The video’s thesis is simple – robots are coming for our jobs. Actually, they have already taken many of them. And it’s not just low-skilled labor they’re taking over.
… white-collar work is no safe haven either. If your job is sitting in front of a screen and typing and clicking — like maybe you’re supposed to be doing right now — the bots are coming for you too, buddy.
I’ll bet that accurately filling out a worksheet won’t be a valued bot-competitive skill.
Are the professions safe from bots? Not exactly. The video makes the case for bots replacing significant aspects of legal, medical and even creative work. (And I’d add teachers to that list.)
It begs the question – what skills should we be teaching to students who will have to compete against the bots for employment? I don’t think there are any easy answers to that question. But I’ll bet that accurately filling out a worksheet won’t be a valued bot-competitive skill.
As the video concludes:
We have been through economic revolutions before, but the robot revolution is different.
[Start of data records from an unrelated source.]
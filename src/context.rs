//! Evaluation context: where a value sits inside the structure being validated.
//!
//! Every time a spec descends into a field or an element it allocates a fresh
//! [`Context`] pointing at its parent. The resulting chain mirrors the call
//! depth of a single evaluation, not the shape of the data, and is never
//! mutated after construction. Failures keep a reference to their leaf
//! context so the runner can later derive a [`Path`] and a label.

use std::sync::Arc;

use serde_json::Value;

use crate::path::{Path, PathSegment};

/// Upper bound on the number of parent links followed when deriving a path.
pub const DEFAULT_MAX_PATH_DEPTH: usize = 1024;

/// Label used for failures that have no context or no key/alias at all.
pub const ROOT_LABEL: &str = "value";

/// One step of nesting at evaluation time.
///
/// `current` is the container `key` indexes into (the parent object or
/// array), not the child value itself. A context synthesized by
/// [`designate`](crate::spec::designate) for a root-level spec carries only an
/// alias.
#[derive(Debug, Clone)]
pub struct Context<'v> {
    key: Option<PathSegment>,
    alias: Option<String>,
    current: Option<&'v Value>,
    parent: Option<Arc<Context<'v>>>,
}

impl<'v> Context<'v> {
    /// Creates the context for `key` inside `current`.
    pub fn new(
        key: impl Into<PathSegment>,
        current: &'v Value,
        parent: Option<Arc<Context<'v>>>,
    ) -> Self {
        Self {
            key: Some(key.into()),
            alias: None,
            current: Some(current),
            parent,
        }
    }

    /// Returns a copy of `base` (or an empty root context) relabelled with `alias`.
    pub fn designated(base: Option<&Context<'v>>, alias: impl Into<String>) -> Self {
        match base {
            Some(ctx) => Self {
                alias: Some(alias.into()),
                ..ctx.clone()
            },
            None => Self {
                key: None,
                alias: Some(alias.into()),
                current: None,
                parent: None,
            },
        }
    }

    /// The key or index this node corresponds to within its container.
    pub fn key(&self) -> Option<&PathSegment> {
        self.key.as_ref()
    }

    /// The explicit display alias, if one was set with `designate`.
    pub fn alias(&self) -> Option<&str> {
        self.alias.as_deref()
    }

    /// The container value that `key` indexes into.
    pub fn current(&self) -> Option<&'v Value> {
        self.current
    }

    /// The enclosing context, or None at the top of the chain.
    pub fn parent(&self) -> Option<&Arc<Context<'v>>> {
        self.parent.as_ref()
    }

    /// Human label for messages: the alias, else the key, else `"value"`.
    pub fn label(&self) -> String {
        match (&self.alias, &self.key) {
            (Some(alias), _) => alias.clone(),
            (None, Some(key)) => key.to_string(),
            (None, None) => ROOT_LABEL.to_string(),
        }
    }

    /// Iterates this context and its ancestors, leaf first.
    pub fn ancestors(&self) -> Ancestors<'_, 'v> {
        Ancestors { next: Some(self) }
    }

    /// Derives the root-to-leaf path of this context.
    pub fn path(&self) -> Path {
        self.path_bounded(DEFAULT_MAX_PATH_DEPTH)
    }

    /// Derives the path following at most `max_depth` links.
    ///
    /// Chains are built parent-first out of immutable `Arc`s, so they always
    /// terminate; the bound only guards against pathological depth. When it is
    /// hit the path is truncated to the leaf-most `max_depth` nodes.
    pub fn path_bounded(&self, max_depth: usize) -> Path {
        let mut segments: Vec<PathSegment> = Vec::new();
        let mut walked = 0;

        for ctx in self.ancestors() {
            if walked == max_depth {
                tracing::warn!(max_depth, "context chain exceeds maximum path depth, truncating");
                break;
            }
            walked += 1;
            if let Some(key) = &ctx.key {
                segments.push(key.clone());
            }
        }

        segments.reverse();
        Path::from_segments(segments)
    }
}

/// Leaf-to-root iterator over a context chain.
pub struct Ancestors<'a, 'v> {
    next: Option<&'a Context<'v>>,
}

impl<'a, 'v> Iterator for Ancestors<'a, 'v> {
    type Item = &'a Context<'v>;

    fn next(&mut self) -> Option<Self::Item> {
        let current = self.next?;
        self.next = current.parent.as_deref();
        Some(current)
    }
}

/// Returns the label for an optional context.
pub(crate) fn label_of(context: Option<&Context<'_>>) -> String {
    context.map_or_else(|| ROOT_LABEL.to_string(), Context::label)
}
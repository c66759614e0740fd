//! Standard validators, grouped by the kind of value they check.
//!
//! Each group reports the error keys of the matching [`keys`](crate::keys)
//! module. Type validators (`is_number`, `is_string`, ...) report a mismatch;
//! every other validator has no opinion about values of the wrong type, so
//! `flow([number::is_number(), number::ge(0)])` reports a string once, as a
//! type error. All of them except `any::required` and `boolean::is_truthy`
//! skip null values.

pub mod any;
pub mod array;
pub mod boolean;
pub mod number;
pub mod shape;
pub mod string;

#[cfg(test)]
pub(crate) mod test_support {
    use serde_json::Value;

    use crate::validator::{Params, Validator};

    pub(crate) fn passes(validator: &Validator, value: Value) -> bool {
        validator.check(&value, &Params::default()).is_none()
    }

    pub(crate) fn key_of(validator: &Validator, value: Value) -> Option<String> {
        validator
            .check(&value, &Params::default())
            .map(|outcome| outcome.key)
    }
}
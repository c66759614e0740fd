//! The validator contract and helpers to build validators from predicates.
//!
//! A validator is a pure rule check. It receives the value and the
//! [`Params`] of the position it is evaluated at, and returns `None` when it
//! has nothing to report or an [`Outcome`] naming the rule that failed.
//!
//! Validators built with [`to_validator`] and [`to_validator_with_args`]
//! ignore null values: absence is the business of `any::required`, which lets
//! required-ness be composed independently of type and range rules.

use std::fmt;
use std::sync::Arc;

use serde_json::Value;

use crate::context::Context;
use crate::error::Outcome;

/// What a validator knows about where it is being evaluated.
#[derive(Debug, Clone, Copy, Default)]
pub struct Params<'a> {
    /// The context of the value; None at the root.
    pub context: Option<&'a Context<'a>>,
}

impl<'a> Params<'a> {
    /// Params for the given context.
    pub fn new(context: Option<&'a Context<'a>>) -> Self {
        Self { context }
    }

    /// The container the value was read from, if any.
    ///
    /// Cross-field rules use this to look at sibling fields.
    pub fn container(&self) -> Option<&'a Value> {
        self.context.and_then(Context::current)
    }

    /// Reads a sibling field of the value being validated.
    pub fn sibling(&self, key: &str) -> Option<&'a Value> {
        self.container().and_then(|container| container.get(key))
    }
}

type RuleFn = dyn Fn(&Value, &Params<'_>) -> Option<Outcome> + Send + Sync;

/// A cloneable, thread-safe rule check.
///
/// # Example
///
/// ```rust
/// use specimen::{Outcome, Params, Validator};
/// use serde_json::json;
///
/// let even = Validator::new(|value, _| match value.as_i64() {
///     Some(n) if n % 2 != 0 => Some(Outcome::new("number.even")),
///     _ => None,
/// });
///
/// assert!(even.check(&json!(4), &Params::default()).is_none());
/// assert_eq!(even.check(&json!(3), &Params::default()).unwrap().key, "number.even");
/// ```
#[derive(Clone)]
pub struct Validator(Arc<RuleFn>);

impl Validator {
    /// Wraps a raw rule. The rule sees null values too.
    pub fn new<F>(rule: F) -> Self
    where
        F: Fn(&Value, &Params<'_>) -> Option<Outcome> + Send + Sync + 'static,
    {
        Self(Arc::new(rule))
    }

    /// Runs the rule.
    pub fn check(&self, value: &Value, params: &Params<'_>) -> Option<Outcome> {
        (self.0)(value, params)
    }
}

impl fmt::Debug for Validator {
    fn fmt(&self, f: &mut fmt::Formatter<'_>) -> fmt::Result {
        f.write_str("Validator")
    }
}

/// Builds a validator from a boolean predicate.
///
/// Null values are skipped; any other value for which the predicate returns
/// false fails with `key`.
///
/// # Example
///
/// ```rust
/// use specimen::{to_validator, Params};
/// use serde_json::json;
///
/// let truthy = to_validator("custom.truthy", |value, _| value.as_bool() == Some(true));
///
/// assert!(truthy.check(&json!(true), &Params::default()).is_none());
/// assert!(truthy.check(&json!(null), &Params::default()).is_none());
/// assert!(truthy.check(&json!(false), &Params::default()).is_some());
/// ```
pub fn to_validator<P>(key: impl Into<String>, predicate: P) -> Validator
where
    P: Fn(&Value, &Params<'_>) -> bool + Send + Sync + 'static,
{
    let key = key.into();
    Validator::new(move |value, params| {
        if value.is_null() || predicate(value, params) {
            None
        } else {
            Some(Outcome::new(key.as_str()))
        }
    })
}

/// Builds a validator factory from a predicate over configuration arguments.
///
/// The returned closure takes the arguments and yields a validator. Failures
/// carry the arguments (converted to a [`Value`]) for message templates.
///
/// # Example
///
/// ```rust
/// use specimen::{to_validator_with_args, Params};
/// use serde_json::json;
///
/// let multiple_of = to_validator_with_args("number.multiple", |n: &i64, value, _| {
///     value.as_i64().map_or(true, |v| v % n == 0)
/// });
///
/// let by_five = multiple_of(5);
/// assert!(by_five.check(&json!(10), &Params::default()).is_none());
///
/// let outcome = by_five.check(&json!(12), &Params::default()).unwrap();
/// assert_eq!(outcome.key, "number.multiple");
/// assert_eq!(outcome.args, Some(json!(5)));
/// ```
pub fn to_validator_with_args<A, P>(
    key: impl Into<String>,
    predicate: P,
) -> impl Fn(A) -> Validator
where
    A: Clone + Into<Value> + Send + Sync + 'static,
    P: Fn(&A, &Value, &Params<'_>) -> bool + Send + Sync + 'static,
{
    let key: Arc<str> = Arc::from(key.into());
    let predicate = Arc::new(predicate);

    move |args: A| {
        let key = Arc::clone(&key);
        let predicate = Arc::clone(&predicate);
        let reported: Value = args.clone().into();

        Validator::new(move |value, params| {
            if value.is_null() || predicate(&args, value, params) {
                None
            } else {
                Some(Outcome::with_args(&*key, reported.clone()))
            }
        })
    }
}

const _: () = {
    const fn assert_send<T: Send>() {}
    const fn assert_sync<T: Sync>() {}
    assert_send::<Validator>();
    assert_sync::<Validator>();
};
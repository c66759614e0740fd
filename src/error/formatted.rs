//! Formatted, externally visible validation errors.

use std::fmt::{self, Display};
use std::sync::{Arc, OnceLock};

use serde_json::Value;
use stillwater::prelude::*;

use crate::context::Context;
use crate::path::Path;

/// A path that is derived from a context chain the first time it is read.
#[derive(Debug, Clone)]
pub struct LazyPath<'v> {
    context: Option<Arc<Context<'v>>>,
    max_depth: usize,
    cell: OnceLock<Path>,
}

impl<'v> LazyPath<'v> {
    pub(crate) fn new(context: Option<Arc<Context<'v>>>, max_depth: usize) -> Self {
        Self {
            context,
            max_depth,
            cell: OnceLock::new(),
        }
    }

    /// Returns the path, computing it on first access.
    pub fn get(&self) -> &Path {
        self.cell.get_or_init(|| match &self.context {
            Some(ctx) => ctx.path_bounded(self.max_depth),
            None => Path::root(),
        })
    }

    /// True once the path has been computed.
    pub fn is_resolved(&self) -> bool {
        self.cell.get().is_some()
    }

    pub(crate) fn context(&self) -> Option<&Context<'v>> {
        self.context.as_deref()
    }
}

/// One validation failure, ready to show to a user.
///
/// # Example
///
/// ```rust
/// use specimen::{spec, validate_all, validators::number};
/// use serde_json::json;
///
/// let adult = spec::shape([("age", spec::flow([number::is_number(), number::ge(18)]))]);
/// let input = json!({"age": 17});
///
/// let errors = validate_all(&adult, &input).unwrap();
/// let error = errors.first();
/// assert_eq!(error.message, "age should be greater or equal than 18");
/// assert_eq!(error.path().to_string(), "age");
/// assert_eq!(error.args, Some(json!(18)));
/// ```
#[derive(Debug, Clone)]
pub struct FormattedError<'v> {
    /// The rendered message.
    pub message: String,
    /// The error key of the failed rule.
    pub key: String,
    /// The value that failed.
    pub value: &'v Value,
    /// The rule's arguments, if any.
    pub args: Option<Value>,
    path: LazyPath<'v>,
}

impl<'v> FormattedError<'v> {
    pub(crate) fn new(
        message: String,
        key: String,
        value: &'v Value,
        args: Option<Value>,
        path: LazyPath<'v>,
    ) -> Self {
        Self {
            message,
            key,
            value,
            args,
            path,
        }
    }

    /// Root-to-leaf location of the failing value. Computed once, on first call.
    pub fn path(&self) -> &Path {
        self.path.get()
    }

    /// The context the failure was recorded at, if it was below the root.
    pub fn context(&self) -> Option<&Context<'v>> {
        self.path.context()
    }
}

impl Display for FormattedError<'_> {
    fn fmt(&self, f: &mut fmt::Formatter<'_>) -> fmt::Result {
        let path = self.path();
        if path.is_root() {
            write!(f, "(root): {}", self.message)
        } else {
            write!(f, "{}: {}", path, self.message)
        }
    }
}

impl std::error::Error for FormattedError<'_> {}

/// The non-empty list of errors returned by a failed validation.
#[derive(Debug, Clone)]
pub struct ValidationErrors<'v>(NonEmptyVec<FormattedError<'v>>);

impl<'v> ValidationErrors<'v> {
    /// A list with one error.
    pub fn single(error: FormattedError<'v>) -> Self {
        Self(NonEmptyVec::singleton(error))
    }

    /// Collects errors; None if the iterator is empty.
    pub fn collect_from<I>(errors: I) -> Option<Self>
    where
        I: IntoIterator<Item = FormattedError<'v>>,
    {
        NonEmptyVec::from_vec(errors.into_iter().collect()).map(Self)
    }

    /// Number of errors, always at least one.
    pub fn len(&self) -> usize {
        self.0.len()
    }

    /// Always false; present for API symmetry.
    pub fn is_empty(&self) -> bool {
        false
    }

    /// The first error.
    pub fn first(&self) -> &FormattedError<'v> {
        self.0.head()
    }

    /// Iterates errors in evaluation order.
    pub fn iter(&self) -> impl Iterator<Item = &FormattedError<'v>> {
        self.0.iter()
    }

    /// Errors located at `path`.
    pub fn at_path(&self, path: &Path) -> Vec<&FormattedError<'v>> {
        self.0.iter().filter(|e| e.path() == path).collect()
    }

    /// Errors produced by the rule `key`.
    pub fn with_key(&self, key: &str) -> Vec<&FormattedError<'v>> {
        self.0.iter().filter(|e| e.key == key).collect()
    }

    /// Messages in order.
    pub fn messages(&self) -> Vec<&str> {
        self.0.iter().map(|e| e.message.as_str()).collect()
    }

    /// Converts into a plain vec.
    pub fn into_vec(self) -> Vec<FormattedError<'v>> {
        self.0.into_vec()
    }
}

impl Semigroup for ValidationErrors<'_> {
    fn combine(self, other: Self) -> Self {
        ValidationErrors(self.0.combine(other.0))
    }
}

impl Display for ValidationErrors<'_> {
    fn fmt(&self, f: &mut fmt::Formatter<'_>) -> fmt::Result {
        writeln!(f, "Validation failed with {} error(s):", self.len())?;
        for (i, error) in self.iter().enumerate() {
            writeln!(f, "  {}. {}", i + 1, error)?;
        }
        Ok(())
    }
}

impl std::error::Error for ValidationErrors<'_> {}

impl<'v> IntoIterator for ValidationErrors<'v> {
    type Item = FormattedError<'v>;
    type IntoIter = std::vec::IntoIter<FormattedError<'v>>;

    fn into_iter(self) -> Self::IntoIter {
        self.0.into_vec().into_iter()
    }
}

const _: () = {
    const fn assert_send<T: Send>() {}
    const fn assert_sync<T: Sync>() {}
    assert_send::<ValidationErrors<'static>>();
    assert_sync::<ValidationErrors<'static>>();
};
//! Message tables: error key to message template.
//!
//! A [`MessageTable`] maps error keys to functions rendering a message from
//! [`MessageParams`]. Tables are immutable once built; overriding entries
//! produces a new table. The runner resolves a key through three tiers:
//! per-call custom messages, then the runner's table, then the table's
//! `any.unknown` entry (or a built-in generic message if even that is
//! missing). Resolution never fails.

use std::collections::HashMap;
use std::fmt;
use std::sync::{Arc, OnceLock};

use serde_json::Value;

use crate::error::LazyPath;
use crate::keys;
use crate::path::Path;

/// Everything a message template can use.
pub struct MessageParams<'a> {
    /// The failing value's alias, key, or `"value"` at the root.
    pub label: &'a str,
    /// The value that failed.
    pub value: &'a Value,
    /// The rule's arguments, if any.
    pub args: Option<&'a Value>,
    path: &'a LazyPath<'a>,
}

impl<'a> MessageParams<'a> {
    pub(crate) fn new(
        label: &'a str,
        value: &'a Value,
        args: Option<&'a Value>,
        path: &'a LazyPath<'a>,
    ) -> Self {
        Self {
            label,
            value,
            args,
            path,
        }
    }

    /// The failure's path. Only computed if a template asks for it.
    pub fn path(&self) -> &Path {
        self.path.get()
    }

    /// The arguments rendered for humans: list items joined with `, `,
    /// strings unquoted, anything else as JSON.
    pub fn args_text(&self) -> String {
        self.args.map(display_value).unwrap_or_default()
    }

    /// The `i`-th element of array arguments, rendered for humans.
    pub fn arg(&self, i: usize) -> String {
        self.args
            .and_then(|args| args.get(i))
            .map(display_value)
            .unwrap_or_default()
    }
}

/// Renders a template.
pub type MessageFn = Arc<dyn Fn(&MessageParams<'_>) -> String + Send + Sync>;

/// An immutable mapping from error key to message template.
///
/// # Example
///
/// ```rust
/// use specimen::{keys, MessageTable};
///
/// let table = MessageTable::new()
///     .with(keys::any::REQUIRED, |p| format!("{} is mandatory", p.label));
///
/// let merged = MessageTable::defaults().merge(&table);
/// assert!(merged.contains(keys::any::REQUIRED));
/// assert!(merged.contains(keys::number::GE));
/// ```
#[derive(Clone, Default)]
pub struct MessageTable {
    entries: HashMap<String, MessageFn>,
}

impl MessageTable {
    /// An empty table.
    pub fn new() -> Self {
        Self::default()
    }

    /// Returns this table with `key` rendered by `template`.
    pub fn with<F>(mut self, key: impl Into<String>, template: F) -> Self
    where
        F: Fn(&MessageParams<'_>) -> String + Send + Sync + 'static,
    {
        self.entries.insert(key.into(), Arc::new(template));
        self
    }

    /// The shared table of default English messages, one per standard key.
    pub fn defaults() -> Arc<MessageTable> {
        static DEFAULTS: OnceLock<Arc<MessageTable>> = OnceLock::new();
        Arc::clone(DEFAULTS.get_or_init(|| Arc::new(default_table())))
    }

    /// Returns a new table: this one with `overrides` layered on top.
    pub fn merge(&self, overrides: &MessageTable) -> MessageTable {
        let mut entries = self.entries.clone();
        for (key, template) in &overrides.entries {
            entries.insert(key.clone(), Arc::clone(template));
        }
        MessageTable { entries }
    }

    /// The template registered for `key`.
    pub fn get(&self, key: &str) -> Option<&MessageFn> {
        self.entries.get(key)
    }

    /// True if `key` has a template.
    pub fn contains(&self, key: &str) -> bool {
        self.entries.contains_key(key)
    }

    /// Number of templates.
    pub fn len(&self) -> usize {
        self.entries.len()
    }

    /// True if the table has no templates.
    pub fn is_empty(&self) -> bool {
        self.entries.is_empty()
    }

    /// Registered keys, sorted.
    pub fn keys(&self) -> Vec<&str> {
        let mut keys: Vec<&str> = self.entries.keys().map(String::as_str).collect();
        keys.sort_unstable();
        keys
    }
}

impl<K, F> FromIterator<(K, F)> for MessageTable
where
    K: Into<String>,
    F: Fn(&MessageParams<'_>) -> String + Send + Sync + 'static,
{
    fn from_iter<I: IntoIterator<Item = (K, F)>>(iter: I) -> Self {
        iter.into_iter()
            .fold(MessageTable::new(), |table, (key, template)| table.with(key, template))
    }
}

impl fmt::Debug for MessageTable {
    fn fmt(&self, f: &mut fmt::Formatter<'_>) -> fmt::Result {
        f.debug_struct("MessageTable")
            .field("keys", &self.keys())
            .finish()
    }
}

/// Renders the message for `key`: custom, then table, then unknown, then generic.
pub(crate) fn render(
    key: &str,
    params: &MessageParams<'_>,
    custom: Option<&MessageTable>,
    table: &MessageTable,
) -> String {
    if let Some(template) = custom.and_then(|c| c.get(key)).or_else(|| table.get(key)) {
        return template(params);
    }

    tracing::debug!(key, "no message registered for error key, using fallback");
    match table.get(keys::any::UNKNOWN) {
        Some(template) => template(params),
        None => generic_message(params),
    }
}

fn generic_message(params: &MessageParams<'_>) -> String {
    format!("{} contains errors", params.label)
}

fn display_value(value: &Value) -> String {
    match value {
        Value::String(s) => s.clone(),
        Value::Array(items) => items.iter().map(display_value).collect::<Vec<_>>().join(", "),
        other => other.to_string(),
    }
}

fn value_keys(value: &Value) -> String {
    match value.as_object() {
        Some(obj) if !obj.is_empty() => obj.keys().cloned().collect::<Vec<_>>().join(", "),
        _ => "no keys".to_string(),
    }
}

fn default_table() -> MessageTable {
    use keys::{any, array, boolean, number, shape, spec, string};

    MessageTable::new()
        .with(any::UNKNOWN, generic_message)
        .with(any::REQUIRED, |p| format!("{} is required", p.label))
        .with(any::ALLOW, |p| {
            format!("{} should be one of allowed values: {}", p.label, p.args_text())
        })
        .with(number::TYPE, |p| format!("{} should be a number", p.label))
        .with(number::GT, |p| format!("{} should be greater than {}", p.label, p.args_text()))
        .with(number::LT, |p| format!("{} should be lower than {}", p.label, p.args_text()))
        .with(number::GE, |p| {
            format!("{} should be greater or equal than {}", p.label, p.args_text())
        })
        .with(number::LE, |p| {
            format!("{} should be lower or equal than {}", p.label, p.args_text())
        })
        .with(number::RANGE, |p| {
            format!(
                "{} should be lower than {} and greater or equal {}",
                p.label,
                p.arg(1),
                p.arg(0)
            )
        })
        .with(string::EMPTY, |p| format!("{} should not be blank", p.label))
        .with(string::TYPE, |p| format!("{} should be a string", p.label))
        .with(string::MATCH, |p| {
            format!("{} should match the pattern {}", p.label, p.args_text())
        })
        .with(string::MIN_LENGTH, |p| {
            format!("{} should have at least {} characters", p.label, p.args_text())
        })
        .with(string::MAX_LENGTH, |p| {
            format!("{} should have at most {} characters", p.label, p.args_text())
        })
        .with(string::LENGTH, |p| {
            format!("{} should have only {} characters", p.label, p.args_text())
        })
        .with(string::EMAIL, |p| format!("{} should be a valid email address", p.label))
        .with(string::DIGITS, |p| format!("{} should contain only digits", p.label))
        .with(string::ALPHANUM, |p| {
            format!("{} should contain only alphanumeric characters", p.label)
        })
        .with(string::ISO_DATE, |p| format!("{} should be an ISO Date", p.label))
        .with(boolean::TYPE, |p| format!("{} should be a boolean", p.label))
        .with(boolean::TRUTHY, |p| format!("{} should be true", p.label))
        .with(boolean::FALSY, |p| format!("{} should be false", p.label))
        .with(shape::TYPE, |p| format!("{} should be an object", p.label))
        .with(shape::ALLOWED_KEYS, |p| {
            format!(
                "{} contains: {}, but should contain only keys: {}",
                p.label,
                value_keys(p.value),
                p.args_text()
            )
        })
        .with(shape::EXPECTED_KEYS, |p| {
            format!(
                "{} contains: {}, but should have keys: {}",
                p.label,
                value_keys(p.value),
                p.args_text()
            )
        })
        .with(shape::FORBIDDEN_KEYS, |p| {
            format!("{} contains forbidden keys: {}", p.label, p.args_text())
        })
        .with(array::TYPE, |p| format!("{} should be an array", p.label))
        .with(array::LENGTH, |p| format!("{} should have {} items", p.label, p.args_text()))
        .with(array::MIN_LENGTH, |p| {
            format!("{} should have at least {} items", p.label, p.args_text())
        })
        .with(array::MAX_LENGTH, |p| {
            format!("{} should have at most {} items", p.label, p.args_text())
        })
        .with(array::IN_RANGE, |p| {
            format!(
                "{} should have length between {} and {}",
                p.label,
                p.arg(0),
                p.arg(1)
            )
        })
        .with(array::SOME, |p| {
            format!("{} should have at least one item that follows the rule", p.label)
        })
        .with(array::EVERY, |p| format!("{} items should follow the rule", p.label))
        .with(spec::MISSING_REFERENCE, |p| {
            format!("{} refers to a recursive spec that no longer exists", p.label)
        })
}

const _: () = {
    const fn assert_send<T: Send>() {}
    const fn assert_sync<T: Sync>() {}
    assert_send::<MessageTable>();
    assert_sync::<MessageTable>();
};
Horses aren’t unemployed now because they got lazy as a species, they’re unemployable. There’s little work a horse can do that do that pays for its housing and hay.
And many bright, perfectly capable humans will find themselves the new horse: unemployable through no fault of their own. …
This video isn’t about how automation is bad — rather that automation is inevitable. It’s a tool to produce abundance for little effort. We need to start thinking now about what to do when large sections of the population are unemployable — through no fault of their own. What to do in a future where, for most jobs, humans need not apply.